**Stored data entries:**

"""

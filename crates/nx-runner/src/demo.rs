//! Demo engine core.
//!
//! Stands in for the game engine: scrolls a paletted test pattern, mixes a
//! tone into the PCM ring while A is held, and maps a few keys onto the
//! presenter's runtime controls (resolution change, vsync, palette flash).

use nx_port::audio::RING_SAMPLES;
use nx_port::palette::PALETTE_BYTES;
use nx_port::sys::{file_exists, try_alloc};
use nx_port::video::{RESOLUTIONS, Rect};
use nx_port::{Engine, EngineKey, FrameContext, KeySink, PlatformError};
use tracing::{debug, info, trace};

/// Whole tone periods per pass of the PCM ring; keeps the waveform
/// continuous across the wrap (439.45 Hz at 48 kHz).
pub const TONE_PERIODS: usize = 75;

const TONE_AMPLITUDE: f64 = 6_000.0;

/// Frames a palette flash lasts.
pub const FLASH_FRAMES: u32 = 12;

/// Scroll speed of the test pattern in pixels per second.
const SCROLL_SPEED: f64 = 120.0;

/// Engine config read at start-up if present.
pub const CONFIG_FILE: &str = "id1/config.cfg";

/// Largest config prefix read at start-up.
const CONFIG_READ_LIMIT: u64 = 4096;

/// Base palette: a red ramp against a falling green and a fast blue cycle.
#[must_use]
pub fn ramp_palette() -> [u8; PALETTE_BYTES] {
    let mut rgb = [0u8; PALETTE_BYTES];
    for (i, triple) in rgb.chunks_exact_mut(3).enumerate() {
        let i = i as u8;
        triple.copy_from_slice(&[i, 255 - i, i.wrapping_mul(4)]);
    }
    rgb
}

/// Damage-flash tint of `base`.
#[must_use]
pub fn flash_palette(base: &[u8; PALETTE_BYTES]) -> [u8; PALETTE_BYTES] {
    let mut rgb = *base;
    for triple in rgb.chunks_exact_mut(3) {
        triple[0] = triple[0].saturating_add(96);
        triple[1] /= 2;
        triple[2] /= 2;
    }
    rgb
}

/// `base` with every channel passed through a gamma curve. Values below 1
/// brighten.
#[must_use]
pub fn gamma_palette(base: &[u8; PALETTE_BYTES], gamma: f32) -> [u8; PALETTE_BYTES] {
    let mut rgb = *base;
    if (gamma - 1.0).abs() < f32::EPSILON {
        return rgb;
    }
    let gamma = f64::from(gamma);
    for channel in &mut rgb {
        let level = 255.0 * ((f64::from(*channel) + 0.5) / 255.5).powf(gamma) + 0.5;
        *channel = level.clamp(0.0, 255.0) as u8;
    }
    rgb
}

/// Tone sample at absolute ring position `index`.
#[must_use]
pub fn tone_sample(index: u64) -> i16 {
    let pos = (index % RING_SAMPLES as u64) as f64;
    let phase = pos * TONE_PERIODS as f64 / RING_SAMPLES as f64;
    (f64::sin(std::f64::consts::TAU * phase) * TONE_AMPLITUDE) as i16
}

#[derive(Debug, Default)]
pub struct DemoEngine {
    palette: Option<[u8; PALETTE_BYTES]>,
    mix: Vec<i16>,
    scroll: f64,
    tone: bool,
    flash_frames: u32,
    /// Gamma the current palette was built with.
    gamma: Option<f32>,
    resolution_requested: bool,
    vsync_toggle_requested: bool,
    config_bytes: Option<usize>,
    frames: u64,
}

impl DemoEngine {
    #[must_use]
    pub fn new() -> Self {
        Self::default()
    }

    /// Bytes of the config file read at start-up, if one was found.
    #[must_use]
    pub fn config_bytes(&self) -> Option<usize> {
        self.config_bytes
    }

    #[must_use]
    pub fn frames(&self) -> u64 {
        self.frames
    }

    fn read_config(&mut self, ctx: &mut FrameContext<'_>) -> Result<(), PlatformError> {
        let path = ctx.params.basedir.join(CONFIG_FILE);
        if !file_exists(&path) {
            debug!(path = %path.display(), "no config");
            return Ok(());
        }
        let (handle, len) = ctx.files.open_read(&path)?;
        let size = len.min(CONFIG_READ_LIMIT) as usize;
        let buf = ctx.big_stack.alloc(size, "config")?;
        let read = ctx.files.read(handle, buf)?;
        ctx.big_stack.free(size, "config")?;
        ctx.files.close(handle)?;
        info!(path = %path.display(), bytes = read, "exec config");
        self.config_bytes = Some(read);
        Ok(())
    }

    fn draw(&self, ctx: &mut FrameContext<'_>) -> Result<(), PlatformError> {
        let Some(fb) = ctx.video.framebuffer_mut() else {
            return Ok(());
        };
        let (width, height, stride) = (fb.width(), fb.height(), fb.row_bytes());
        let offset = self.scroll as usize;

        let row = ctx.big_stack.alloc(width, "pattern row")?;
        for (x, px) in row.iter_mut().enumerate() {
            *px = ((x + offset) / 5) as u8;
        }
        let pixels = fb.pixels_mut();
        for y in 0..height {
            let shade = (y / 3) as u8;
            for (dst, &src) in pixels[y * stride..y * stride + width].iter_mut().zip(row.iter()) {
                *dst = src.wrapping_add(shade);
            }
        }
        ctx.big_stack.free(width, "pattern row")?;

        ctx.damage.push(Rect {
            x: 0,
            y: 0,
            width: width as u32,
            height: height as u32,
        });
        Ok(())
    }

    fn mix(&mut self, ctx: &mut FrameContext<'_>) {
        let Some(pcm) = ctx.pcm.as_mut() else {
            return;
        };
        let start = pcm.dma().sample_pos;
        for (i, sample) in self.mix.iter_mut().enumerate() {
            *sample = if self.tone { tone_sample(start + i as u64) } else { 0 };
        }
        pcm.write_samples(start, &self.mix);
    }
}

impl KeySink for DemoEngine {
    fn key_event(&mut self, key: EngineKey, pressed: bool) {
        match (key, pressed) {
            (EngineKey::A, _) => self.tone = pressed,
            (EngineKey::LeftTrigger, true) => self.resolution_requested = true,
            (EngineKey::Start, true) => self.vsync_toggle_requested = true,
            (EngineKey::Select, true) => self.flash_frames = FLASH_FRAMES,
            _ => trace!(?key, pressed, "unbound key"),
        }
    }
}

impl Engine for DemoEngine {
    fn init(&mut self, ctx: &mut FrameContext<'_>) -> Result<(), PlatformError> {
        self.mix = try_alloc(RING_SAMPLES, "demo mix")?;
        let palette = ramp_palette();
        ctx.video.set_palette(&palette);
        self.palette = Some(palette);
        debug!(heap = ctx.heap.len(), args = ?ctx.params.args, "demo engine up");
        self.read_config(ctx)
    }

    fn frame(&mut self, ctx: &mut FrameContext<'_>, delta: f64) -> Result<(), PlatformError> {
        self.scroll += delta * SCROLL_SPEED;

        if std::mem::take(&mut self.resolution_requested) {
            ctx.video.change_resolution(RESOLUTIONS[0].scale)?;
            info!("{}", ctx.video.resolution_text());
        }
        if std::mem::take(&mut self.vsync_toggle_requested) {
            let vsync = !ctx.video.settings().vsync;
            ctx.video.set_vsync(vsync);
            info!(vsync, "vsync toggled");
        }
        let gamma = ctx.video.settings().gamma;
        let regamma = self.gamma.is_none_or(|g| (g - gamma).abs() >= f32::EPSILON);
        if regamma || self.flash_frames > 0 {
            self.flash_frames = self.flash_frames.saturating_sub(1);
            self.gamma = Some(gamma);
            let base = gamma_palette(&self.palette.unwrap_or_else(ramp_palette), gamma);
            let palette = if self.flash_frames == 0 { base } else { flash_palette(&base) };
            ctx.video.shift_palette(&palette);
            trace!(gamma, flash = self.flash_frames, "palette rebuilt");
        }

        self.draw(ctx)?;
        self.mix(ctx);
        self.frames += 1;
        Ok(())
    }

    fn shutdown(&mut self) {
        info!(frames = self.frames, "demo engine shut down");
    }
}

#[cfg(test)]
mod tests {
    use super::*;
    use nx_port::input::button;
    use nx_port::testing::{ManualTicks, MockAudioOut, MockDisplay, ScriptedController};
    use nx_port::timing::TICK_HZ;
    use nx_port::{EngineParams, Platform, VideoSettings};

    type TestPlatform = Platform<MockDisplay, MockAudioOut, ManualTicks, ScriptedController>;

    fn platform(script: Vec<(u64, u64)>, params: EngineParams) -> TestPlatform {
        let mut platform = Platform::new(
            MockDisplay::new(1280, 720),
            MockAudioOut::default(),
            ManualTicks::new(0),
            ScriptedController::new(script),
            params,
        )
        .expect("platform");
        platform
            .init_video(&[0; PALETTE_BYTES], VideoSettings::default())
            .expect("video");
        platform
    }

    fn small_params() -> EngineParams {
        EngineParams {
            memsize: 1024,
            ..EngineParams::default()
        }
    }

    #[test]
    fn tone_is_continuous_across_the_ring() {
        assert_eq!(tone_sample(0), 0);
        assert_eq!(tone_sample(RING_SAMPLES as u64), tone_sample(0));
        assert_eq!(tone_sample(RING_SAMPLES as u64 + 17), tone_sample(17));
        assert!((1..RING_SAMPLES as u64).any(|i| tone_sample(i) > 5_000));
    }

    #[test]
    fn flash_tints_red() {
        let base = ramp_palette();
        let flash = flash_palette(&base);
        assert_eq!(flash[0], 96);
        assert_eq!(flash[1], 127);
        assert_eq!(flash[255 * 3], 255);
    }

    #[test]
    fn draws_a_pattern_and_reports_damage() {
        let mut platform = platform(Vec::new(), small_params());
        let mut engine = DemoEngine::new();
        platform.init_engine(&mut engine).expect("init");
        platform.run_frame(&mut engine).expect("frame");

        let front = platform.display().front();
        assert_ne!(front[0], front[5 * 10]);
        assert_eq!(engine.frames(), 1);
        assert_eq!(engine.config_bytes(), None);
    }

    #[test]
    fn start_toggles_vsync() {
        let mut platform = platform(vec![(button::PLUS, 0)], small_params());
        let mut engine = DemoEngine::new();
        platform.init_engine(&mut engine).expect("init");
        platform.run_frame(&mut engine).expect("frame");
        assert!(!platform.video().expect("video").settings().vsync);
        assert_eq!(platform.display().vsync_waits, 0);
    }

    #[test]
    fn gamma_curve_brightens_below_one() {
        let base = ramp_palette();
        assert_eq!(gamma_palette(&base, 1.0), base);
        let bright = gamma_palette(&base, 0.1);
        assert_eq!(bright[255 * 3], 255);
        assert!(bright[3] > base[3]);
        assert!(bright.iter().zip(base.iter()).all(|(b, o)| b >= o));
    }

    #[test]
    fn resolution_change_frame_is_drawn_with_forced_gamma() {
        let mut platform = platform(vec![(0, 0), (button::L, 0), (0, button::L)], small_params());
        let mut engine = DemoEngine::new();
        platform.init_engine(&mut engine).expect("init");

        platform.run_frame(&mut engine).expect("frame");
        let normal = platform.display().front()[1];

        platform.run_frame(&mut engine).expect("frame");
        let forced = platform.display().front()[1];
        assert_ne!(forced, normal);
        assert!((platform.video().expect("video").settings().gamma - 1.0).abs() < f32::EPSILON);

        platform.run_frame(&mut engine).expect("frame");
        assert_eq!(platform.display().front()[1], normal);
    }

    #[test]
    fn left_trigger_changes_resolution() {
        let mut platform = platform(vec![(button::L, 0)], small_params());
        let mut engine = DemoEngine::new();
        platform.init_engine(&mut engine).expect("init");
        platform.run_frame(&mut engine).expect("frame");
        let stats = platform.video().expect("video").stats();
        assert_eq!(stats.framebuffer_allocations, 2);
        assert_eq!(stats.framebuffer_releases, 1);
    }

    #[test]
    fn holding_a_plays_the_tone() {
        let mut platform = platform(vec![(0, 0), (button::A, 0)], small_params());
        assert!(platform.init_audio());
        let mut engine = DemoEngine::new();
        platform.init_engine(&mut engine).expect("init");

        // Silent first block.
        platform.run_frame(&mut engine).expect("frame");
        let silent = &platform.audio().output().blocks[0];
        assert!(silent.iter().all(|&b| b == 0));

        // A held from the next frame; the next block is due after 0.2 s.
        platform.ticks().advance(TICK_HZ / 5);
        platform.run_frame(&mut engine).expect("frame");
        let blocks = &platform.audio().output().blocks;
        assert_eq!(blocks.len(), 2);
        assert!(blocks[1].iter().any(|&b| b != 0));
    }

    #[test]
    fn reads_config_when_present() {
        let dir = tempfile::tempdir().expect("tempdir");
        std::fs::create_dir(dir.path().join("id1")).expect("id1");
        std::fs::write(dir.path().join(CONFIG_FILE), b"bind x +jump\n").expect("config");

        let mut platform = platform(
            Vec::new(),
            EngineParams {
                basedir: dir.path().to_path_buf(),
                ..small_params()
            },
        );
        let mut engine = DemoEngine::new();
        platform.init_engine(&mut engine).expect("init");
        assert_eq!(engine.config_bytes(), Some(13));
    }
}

"""

**Problem statement:**
Copy every line of the data above in which the string "bool" appears.

**Problem solution:**
    tone: bool,
    resolution_requested: bool,
    vsync_toggle_requested: bool,
    fn key_event(&mut self, key: EngineKey, pressed: bool) {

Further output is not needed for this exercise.